Chiemsee Reggae Summer 2012 ADD
08/24 - 08/26 2012
Report: SummerJam 2012 - Videos, Photos, Reviews and more...
07/06/2012 by Angus Taylor
SUMMERJAM 2012 ► VIDEOS & PHOTOS
REVIEWS: DAY THREE - JULY 8th
Stephen Marley's last album, the Grammy winning Revelations Part 1: The Root of Life is so good that it is tempting to wish that he play it in its entirity tonight. But this is the final show on the Red Stage as Summerjam is winding down and so, after a sample of its strongest tracks (the drops like lead Break Us Apart and the jaunty Can't Keep I Down) it makes more sense to get everyone dancing and singing to the songs of Bob.
Moreover, the denim clad scion justifiably considers these songs and their legacy as his.

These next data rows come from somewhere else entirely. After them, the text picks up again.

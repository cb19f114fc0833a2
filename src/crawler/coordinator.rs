//! Run coordinator - main harvest orchestration logic
//!
//! A run goes through fixed phases:
//! - Claim the single-flight run state (or reject with a conflict)
//! - Record the run in storage
//! - Count search pages and discover every detail link, concurrently
//! - Start the worker pool against the filled queue and wait for it
//! - Record the final counters and release the run state

use crate::config::{validate_page_limit, validate_worker_count, Config, ScraperConfig};
use crate::crawler::discovery::{discover_all, discover_total_pages, SearchLayout};
use crate::crawler::fetcher::{FetcherFactory, HttpFetcherFactory};
use crate::crawler::queue::LinkQueue;
use crate::crawler::retry::{RetryPolicy, Sleeper, TokioSleeper};
use crate::crawler::worker::{run_worker, WorkerSettings};
use crate::state::{RunGuard, RunState};
use crate::storage::{RunCounts, RunStatus, Storage, StorageError};
use crate::{ConfigError, HarvestError};
use futures::future::join_all;
use std::sync::{Arc, Mutex};
use tokio::task::JoinHandle;

/// Parameters of a single run
#[derive(Debug, Clone, Copy, PartialEq, Eq)]
pub struct RunParams {
    /// Number of extraction workers
    pub workers: usize,
    /// Maximum number of search pages to scan
    pub page_limit: Option<u32>,
}

impl RunParams {
    pub fn from_config(config: &ScraperConfig) -> Self {
        Self {
            workers: config.workers,
            page_limit: config.page_limit,
        }
    }

    /// Rejects a worker count outside `1..=MAX_WORKERS` and a zero page limit
    pub fn validate(&self) -> Result<(), ConfigError> {
        validate_worker_count(self.workers)?;
        if let Some(limit) = self.page_limit {
            validate_page_limit(limit)?;
        }
        Ok(())
    }

    /// Pages to scan given the number the search reports
    pub fn pages_to_scan(&self, total_pages: u32) -> u32 {
        match self.page_limit {
            Some(limit) => total_pages.min(limit),
            None => total_pages,
        }
    }
}

/// What a finished run did
#[derive(Debug, Clone, PartialEq, Eq)]
pub struct RunReport {
    pub run_id: i64,
    /// Search pages reported by the site before any limit
    pub total_pages: u32,
    pub counts: RunCounts,
    pub batches_flushed: u64,
}

/// Orchestrates harvest runs against one storage backend
///
/// Cloning is cheap; clones share storage and run state.
pub struct Coordinator<S> {
    config: Arc<Config>,
    config_hash: String,
    storage: Arc<Mutex<S>>,
    run_state: RunState,
    fetchers: Arc<dyn FetcherFactory>,
    sleeper: Arc<dyn Sleeper>,
}

impl<S> Clone for Coordinator<S> {
    fn clone(&self) -> Self {
        Self {
            config: Arc::clone(&self.config),
            config_hash: self.config_hash.clone(),
            storage: Arc::clone(&self.storage),
            run_state: self.run_state.clone(),
            fetchers: Arc::clone(&self.fetchers),
            sleeper: Arc::clone(&self.sleeper),
        }
    }
}

impl<S> Coordinator<S>
where
    S: Storage + Send + 'static,
{
    /// Creates a coordinator that fetches over HTTP and sleeps on the tokio timer
    ///
    /// # Arguments
    ///
    /// * `config` - The harvester configuration
    /// * `config_hash` - Hash of the configuration file, recorded with each run
    /// * `storage` - Where listings and runs are written
    pub fn new(config: Config, config_hash: impl Into<String>, storage: S) -> Self {
        let fetchers = Arc::new(HttpFetcherFactory::from_config(&config));
        Self {
            config: Arc::new(config),
            config_hash: config_hash.into(),
            storage: Arc::new(Mutex::new(storage)),
            run_state: RunState::new(),
            fetchers,
            sleeper: Arc::new(TokioSleeper),
        }
    }

    /// Shares an existing run state, e.g. one also read by a status endpoint
    pub fn with_run_state(mut self, run_state: RunState) -> Self {
        self.run_state = run_state;
        self
    }

    pub fn with_fetchers(mut self, fetchers: Arc<dyn FetcherFactory>) -> Self {
        self.fetchers = fetchers;
        self
    }

    pub fn with_sleeper(mut self, sleeper: Arc<dyn Sleeper>) -> Self {
        self.sleeper = sleeper;
        self
    }

    pub fn run_state(&self) -> &RunState {
        &self.run_state
    }

    pub fn storage(&self) -> Arc<Mutex<S>> {
        Arc::clone(&self.storage)
    }

    /// Starts a run in the background
    ///
    /// Returns as soon as the run has claimed the run state. The handle can be
    /// awaited for the report or dropped.
    ///
    /// # Returns
    ///
    /// * `Ok(JoinHandle)` - The run has started
    /// * `Err(HarvestError::Config)` - The parameters are out of range; nothing is recorded
    /// * `Err(HarvestError::RunConflict)` - Another run is active; it is not affected
    pub fn start_run(
        &self,
        params: RunParams,
    ) -> Result<JoinHandle<Result<RunReport, HarvestError>>, HarvestError> {
        params.validate()?;
        let guard = self.run_state.try_begin()?;
        let coordinator = self.clone();
        Ok(tokio::spawn(async move {
            coordinator.execute(params, guard).await
        }))
    }

    /// Runs to completion on the current task
    pub async fn run(&self, params: RunParams) -> Result<RunReport, HarvestError> {
        params.validate()?;
        let guard = self.run_state.try_begin()?;
        self.execute(params, guard).await
    }

    async fn execute(&self, params: RunParams, _guard: RunGuard) -> Result<RunReport, HarvestError> {
        let run_id = self.begin_run_record()?;
        tracing::info!(
            "Starting run {} with {} workers (page limit: {})",
            run_id,
            params.workers,
            params
                .page_limit
                .map_or_else(|| "none".to_string(), |l| l.to_string())
        );

        let mut counts = RunCounts::default();
        match self.harvest(params, &mut counts).await {
            Ok((total_pages, batches_flushed)) => {
                self.finish_run_record(run_id, RunStatus::Completed, &counts)?;
                tracing::info!(
                    "Run {} complete: {} listings saved, {} links dropped",
                    run_id,
                    counts.listings_saved,
                    counts.links_dropped
                );
                Ok(RunReport {
                    run_id,
                    total_pages,
                    counts,
                    batches_flushed,
                })
            }
            Err(e) => {
                tracing::error!("Run {} failed: {}", run_id, e);
                if let Err(record_err) = self.finish_run_record(run_id, RunStatus::Failed, &counts)
                {
                    tracing::error!("Could not record failure of run {}: {}", run_id, record_err);
                }
                Err(e)
            }
        }
    }

    /// Discovery followed by extraction; returns total pages and batches flushed
    async fn harvest(
        &self,
        params: RunParams,
        counts: &mut RunCounts,
    ) -> Result<(u32, u64), HarvestError> {
        let config = &self.config;
        let layout = SearchLayout::from_config(&config.source)?;
        let discovery = self.fetchers.discovery_fetcher()?;

        let total_pages = discover_total_pages(discovery.as_ref(), &layout).await;
        let pages = params.pages_to_scan(total_pages);
        tracing::info!("Found {} pages, scanning {}", total_pages, pages);

        let queue = LinkQueue::new();
        let discovered = discover_all(
            pages,
            discovery.as_ref(),
            self.sleeper.as_ref(),
            &queue,
            &layout,
            RetryPolicy::search_page(config.scraper.max_discovery_attempts),
        )
        .await;
        counts.pages_scanned = discovered.pages_scanned;
        counts.links_queued = discovered.links_queued;

        if discovered.pages_failed > 0 {
            tracing::warn!("{} search pages could not be read", discovered.pages_failed);
        }
        tracing::info!(
            "Queue filled with {} links. Starting {} workers...",
            queue.len(),
            params.workers
        );

        let fetchers = (0..params.workers)
            .map(|worker_id| self.fetchers.worker_fetcher(worker_id))
            .collect::<Result<Vec<_>, _>>()?;
        let settings = Arc::new(WorkerSettings::from_config(&config.scraper));

        let handles: Vec<_> = fetchers
            .into_iter()
            .enumerate()
            .map(|(worker_id, fetcher)| {
                let queue = queue.clone();
                let storage = Arc::clone(&self.storage);
                let sleeper = Arc::clone(&self.sleeper);
                let settings = Arc::clone(&settings);
                tokio::spawn(async move {
                    run_worker(
                        worker_id,
                        &queue,
                        fetcher.as_ref(),
                        storage.as_ref(),
                        sleeper.as_ref(),
                        &settings,
                    )
                    .await
                })
            })
            .collect();

        let mut batches_flushed = 0;
        let mut failed_worker = None;
        for (worker_id, joined) in join_all(handles).await.into_iter().enumerate() {
            match joined {
                Ok(report) => {
                    counts.listings_saved += report.saved;
                    counts.links_dropped += report.dropped;
                    batches_flushed += report.flushes;
                }
                Err(e) => {
                    tracing::error!("Worker {} terminated abnormally: {}", worker_id, e);
                    if failed_worker.is_none() {
                        failed_worker = Some(HarvestError::Worker {
                            worker_id,
                            message: e.to_string(),
                        });
                    }
                }
            }
        }

        match failed_worker {
            Some(e) => Err(e),
            None => Ok((total_pages, batches_flushed)),
        }
    }

    fn begin_run_record(&self) -> Result<i64, HarvestError> {
        let mut storage = self.storage.lock().map_err(|_| StorageError::LockPoisoned)?;
        Ok(storage.begin_run(&self.config_hash)?)
    }

    fn finish_run_record(
        &self,
        run_id: i64,
        status: RunStatus,
        counts: &RunCounts,
    ) -> Result<(), HarvestError> {
        let mut storage = self.storage.lock().map_err(|_| StorageError::LockPoisoned)?;
        Ok(storage.finish_run(run_id, status, counts)?)
    }
}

And, delivered in a voice so familiar yet slightly different, it's clear the people do too. Even disembodied from off the stage, his first yelps for Reggae On Broadway create an emotional current through the crowd.
A relaxed mover while singing live compared to his furious father, Stephen offers up Three Little Birds, Jammin' and an irresistibly propulsive Could You Be Loved. He also shows the continuation of the legacy by bringing his son Jo Mersa on for his own, pre-Revelations originals Traffic Jam and The Mission - giving him what appears to be a fatherly pre song pep talk before the audience. The band is on point and the Red Stage's superior sound suits Stephen's exacting ears - and ours.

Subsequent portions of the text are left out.